On a analysé "J't'emmerde" de MC Jean Gab'1

Discussion avec Mehdi Maizi, juge du Red Bull Dernier Mot, pour comprendre les obscures invectives de MC Jean Gab'1 dans "J't'emmerde", missile non-identifié adressé au rap français en 2003.
Écrit par Etienne Caillebotte
Temps de lecture estimé : 11 minutesPublié le
Quand MC Jean Gab’1 débarque avec "J’t'emmerde" en 2003, il est relativement inconnu non ?
À ce moment-là, il est vraiment inconnu du grand public mais pas inconnu dans le milieu.
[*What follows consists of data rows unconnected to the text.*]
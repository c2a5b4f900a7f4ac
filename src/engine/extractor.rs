//! Frame-accurate sub-clip extraction with ordered seek strategy fallback
//!
//! `DualStage` stream-copies a keyframe-aligned chunk that starts up to
//! `preroll` seconds before the shot, probes where the chunk really starts,
//! then decodes forward to the exact first frame. `AccurateOnly` decodes
//! straight from the source. Every artifact is validated before it is
//! accepted; a failed validation moves on to the next strategy.

use std::path::{Path, PathBuf};
use std::sync::Arc;

use tokio::sync::OnceCell;
use tracing::{debug, info, warn};

use crate::domain::model::*;
use crate::engine::cancel::CancellationToken;
use crate::error::{PerShotError, PerShotResult};
use crate::planner::SeekPlanner;
use crate::ports::{MediaProbe, TransformFailure, TransformRequest, Transcoder};

/// Extra stream-copy length past the shot end, so the chunk never ends short
const CHUNK_SLACK_SECS: f64 = 1.0;

/// A validated lossless sub-clip
#[derive(Debug, Clone, PartialEq)]
pub struct ExtractedClip {
    pub path: PathBuf,
    pub strategy: SeekStrategy,
    pub duration: f64,
    pub attempts: Vec<StrategyAttempt>,
}

/// Why a single strategy did not produce a usable clip
enum StrategyError {
    Cancelled,
    Failed(String),
}

impl From<PerShotError> for StrategyError {
    fn from(error: PerShotError) -> Self {
        match error {
            PerShotError::Cancelled => StrategyError::Cancelled,
            other => StrategyError::Failed(other.to_string()),
        }
    }
}

fn transform_error(kind: &str, failure: TransformFailure) -> StrategyError {
    match failure {
        TransformFailure::Cancelled => StrategyError::Cancelled,
        other => StrategyError::Failed(format!("{} {}", kind, other)),
    }
}

/// Dual-stage seek extractor
pub struct SeekExtractor {
    transcoder: Arc<dyn Transcoder>,
    probe: Arc<dyn MediaProbe>,
    planner: SeekPlanner,
    source_start: OnceCell<f64>,
}

impl SeekExtractor {
    pub fn new(
        transcoder: Arc<dyn Transcoder>,
        probe: Arc<dyn MediaProbe>,
        planner: SeekPlanner,
    ) -> Self {
        Self {
            transcoder,
            probe,
            planner,
            source_start: OnceCell::new(),
        }
    }

    /// Extract `shot` into `work_dir`, trying each configured strategy in order
    pub async fn extract(
        &self,
        source: &SourceVideo,
        shot: &ShotDescriptor,
        work_dir: &Path,
        cancel: &CancellationToken,
    ) -> PerShotResult<ExtractedClip> {
        let strategies = self.planner.strategies_for(&source.container);
        let mut attempts = Vec::with_capacity(strategies.len());

        for strategy in strategies {
            if cancel.is_cancelled() {
                return Err(PerShotError::Cancelled);
            }
            debug!("Shot {}: trying {}", shot.index, strategy);

            let result = match strategy {
                SeekStrategy::DualStage => self.dual_stage(source, shot, work_dir, cancel).await,
                SeekStrategy::AccurateOnly => {
                    self.accurate_only(source, shot, work_dir, cancel).await
                }
            };
            let outcome = match result {
                Ok(path) => match self.validate(source, shot, &path).await {
                    Ok(duration) => Ok((path, duration)),
                    Err(e) => Err(e),
                },
                Err(e) => Err(e),
            };

            match outcome {
                Ok((path, duration)) => {
                    attempts.push(StrategyAttempt {
                        strategy,
                        outcome: AttemptOutcome::Succeeded,
                    });
                    info!(
                        "Shot {}: extracted {:.3}s with {}",
                        shot.index, duration, strategy
                    );
                    return Ok(ExtractedClip {
                        path,
                        strategy,
                        duration,
                        attempts,
                    });
                }
                Err(StrategyError::Cancelled) => return Err(PerShotError::Cancelled),
                Err(StrategyError::Failed(reason)) => {
                    warn!("Shot {}: {} failed: {}", shot.index, strategy, reason);
                    attempts.push(StrategyAttempt {
                        strategy,
                        outcome: AttemptOutcome::Failed(reason),
                    });
                }
            }
        }

        Err(PerShotError::Extraction {
            shot_index: shot.index,
            attempts,
        })
    }

    async fn dual_stage(
        &self,
        source: &SourceVideo,
        shot: &ShotDescriptor,
        work_dir: &Path,
        cancel: &CancellationToken,
    ) -> Result<PathBuf, StrategyError> {
        let chunk = work_dir.join("chunk.mkv");
        let coarse_start = self.planner.coarse_start(shot);
        let copy = TransformRequest::CopyChunk {
            input: source.path.clone(),
            start: coarse_start,
            duration: self.planner.coarse_span(shot) + CHUNK_SLACK_SECS,
            output: chunk.clone(),
        };
        self.transcoder
            .run(&copy, cancel)
            .await
            .map_err(|f| transform_error(copy.kind(), f))?;

        // The chunk keeps source timestamps; its first frame is the keyframe the seek landed on.
        let source_start = *self
            .source_start
            .get_or_try_init(|| self.probe.start_time(&source.path))
            .await?;
        let chunk_start = self.probe.start_time(&chunk).await? - source_start;
        if chunk_start > shot.start + self.planner.duration_tolerance(source.frame_rate) {
            return Err(StrategyError::Failed(format!(
                "keyframe seek landed at {:.3}s, after the shot start {:.3}s",
                chunk_start, shot.start
            )));
        }
        let offset = (shot.start - chunk_start).max(0.0);
        debug!(
            "Shot {}: chunk starts at {:.3}s (asked {:.3}s), trimming {:.3}s",
            shot.index, chunk_start, coarse_start, offset
        );

        let output = work_dir.join("clip_dual_stage.mkv");
        let trim = TransformRequest::Trim {
            input: chunk,
            offset,
            duration: shot.duration,
            has_audio: source.has_audio,
            output: output.clone(),
        };
        self.transcoder
            .run(&trim, cancel)
            .await
            .map_err(|f| transform_error(trim.kind(), f))?;
        Ok(output)
    }

    async fn accurate_only(
        &self,
        source: &SourceVideo,
        shot: &ShotDescriptor,
        work_dir: &Path,
        cancel: &CancellationToken,
    ) -> Result<PathBuf, StrategyError> {
        let output = work_dir.join("clip_accurate_only.mkv");
        let trim = TransformRequest::Trim {
            input: source.path.clone(),
            offset: shot.start,
            duration: shot.duration,
            has_audio: source.has_audio,
            output: output.clone(),
        };
        self.transcoder
            .run(&trim, cancel)
            .await
            .map_err(|f| transform_error(trim.kind(), f))?;
        Ok(output)
    }

    /// Exists, non-empty, probe-able, and the right length
    async fn validate(
        &self,
        source: &SourceVideo,
        shot: &ShotDescriptor,
        path: &Path,
    ) -> Result<f64, StrategyError> {
        let size = std::fs::metadata(path).map(|m| m.len()).unwrap_or(0);
        if size == 0 {
            return Err(StrategyError::Failed(format!(
                "artifact {} is missing or empty",
                path.display()
            )));
        }
        let clip = self.probe.probe(path).await?;
        let tolerance = self.planner.duration_tolerance(source.frame_rate);
        if (clip.duration - shot.duration).abs() > tolerance {
            return Err(StrategyError::Failed(format!(
                "duration {:.3}s differs from shot duration {:.3}s by more than {:.3}s",
                clip.duration, shot.duration, tolerance
            )));
        }
        Ok(clip.duration)
    }
}
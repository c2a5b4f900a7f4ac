//! Error handling module for PerShot

use thiserror::Error;

use crate::domain::model::StrategyAttempt;

/// Main error type for PerShot operations
#[derive(Error, Debug)]
pub enum PerShotError {
    /// Shot plan is malformed (fatal to the run)
    #[error("Invalid shot boundary at shot {index}: [{start:.3}s, {end:.3}s) is shorter than the {min_shot_length:.3}s minimum")]
    InvalidBoundary {
        index: usize,
        start: f64,
        end: f64,
        min_shot_length: f64,
    },

    /// Boundary input that cannot be turned into a plan at all
    #[error("Invalid shot plan: {message}")]
    InvalidPlan { message: String },

    /// Every seek strategy failed for a shot
    #[error("Extraction failed for shot {shot_index}: {}", format_attempts(.attempts))]
    Extraction {
        shot_index: usize,
        attempts: Vec<StrategyAttempt>,
    },

    /// External encode failed for a shot
    #[error("Encode failed for shot {shot_index}{}: {cause}", transient_tag(.transient))]
    Encode {
        shot_index: usize,
        transient: bool,
        cause: String,
    },

    /// Assembly attempted without every shot encoded
    #[error("Cannot assemble output, shots missing: {missing:?}")]
    IncompleteSequence { missing: Vec<usize> },

    /// Concatenation failed or produced a seam defect
    #[error("Assembly failed: {message}")]
    Assembly { message: String },

    /// Source and output diverge beyond tolerance
    #[error("Alignment error: {message}")]
    Alignment { message: String },

    /// Scene boundary provider failed
    #[error("Scene detection failed: {message}")]
    Detection { message: String },

    /// Media probe error
    #[error("Failed to probe media file {path}: {message}")]
    Probe { path: String, message: String },

    /// Quality metric computation error
    #[error("Quality measurement failed: {message}")]
    Metrics { message: String },

    /// Configuration error
    #[error("Invalid configuration: {message}")]
    Config { message: String },

    /// Input file not found or inaccessible
    #[error("Input file not found: {path}")]
    InputFileNotFound { path: String },

    /// More shots failed than the configured tolerance allows
    #[error("{failed} shot(s) failed, tolerance is {tolerance}: {causes}")]
    ToleranceExceeded {
        failed: usize,
        tolerance: usize,
        causes: String,
    },

    /// Run was cancelled
    #[error("Run cancelled")]
    Cancelled,

    /// I/O error
    #[error("I/O error: {0}")]
    IoError(#[from] std::io::Error),

    /// JSON error
    #[error("JSON error: {0}")]
    JsonError(#[from] serde_json::Error),

    /// TOML parse error
    #[error("Config parse error: {0}")]
    TomlError(#[from] toml::de::Error),
}

fn transient_tag(transient: &bool) -> &'static str {
    if *transient {
        " (transient)"
    } else {
        ""
    }
}

fn format_attempts(attempts: &[StrategyAttempt]) -> String {
    if attempts.is_empty() {
        return "no strategy attempted".to_string();
    }
    attempts
        .iter()
        .map(|a| a.to_string())
        .collect::<Vec<_>>()
        .join("; ")
}

/// Result type alias for PerShot operations
pub type PerShotResult<T> = std::result::Result<T, PerShotError>;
Il n’avait pas fait énormément de choses, mais il était apparu sur Liaisons Dangereuses de Doc Gynéco en 1998. Il paraît qu’il avait même été le garde du corps de Joey Starr. Ça faisait partie des rumeurs, des légendes urbaines qu’il racontait à l’époque. En tout cas, il était déjà dans le milieu du rap. Il fréquentait et connaissait beaucoup de monde. Si tu regardes le clip d’Affaires de famille d’Arsenik, qui était un gros tube, on voit Jean Gab’1 dedans. Il était dans l’entourage de ces gens-là. D’ailleurs, il a toujours dit qu’il avait de l’affection pour Stomy Bugsy et Doc Gynéco. Par contre, en tant que rappeur, il n'était pas très connu.
À l’époque, comment ce morceau peut-il avoir une telle résonnance ?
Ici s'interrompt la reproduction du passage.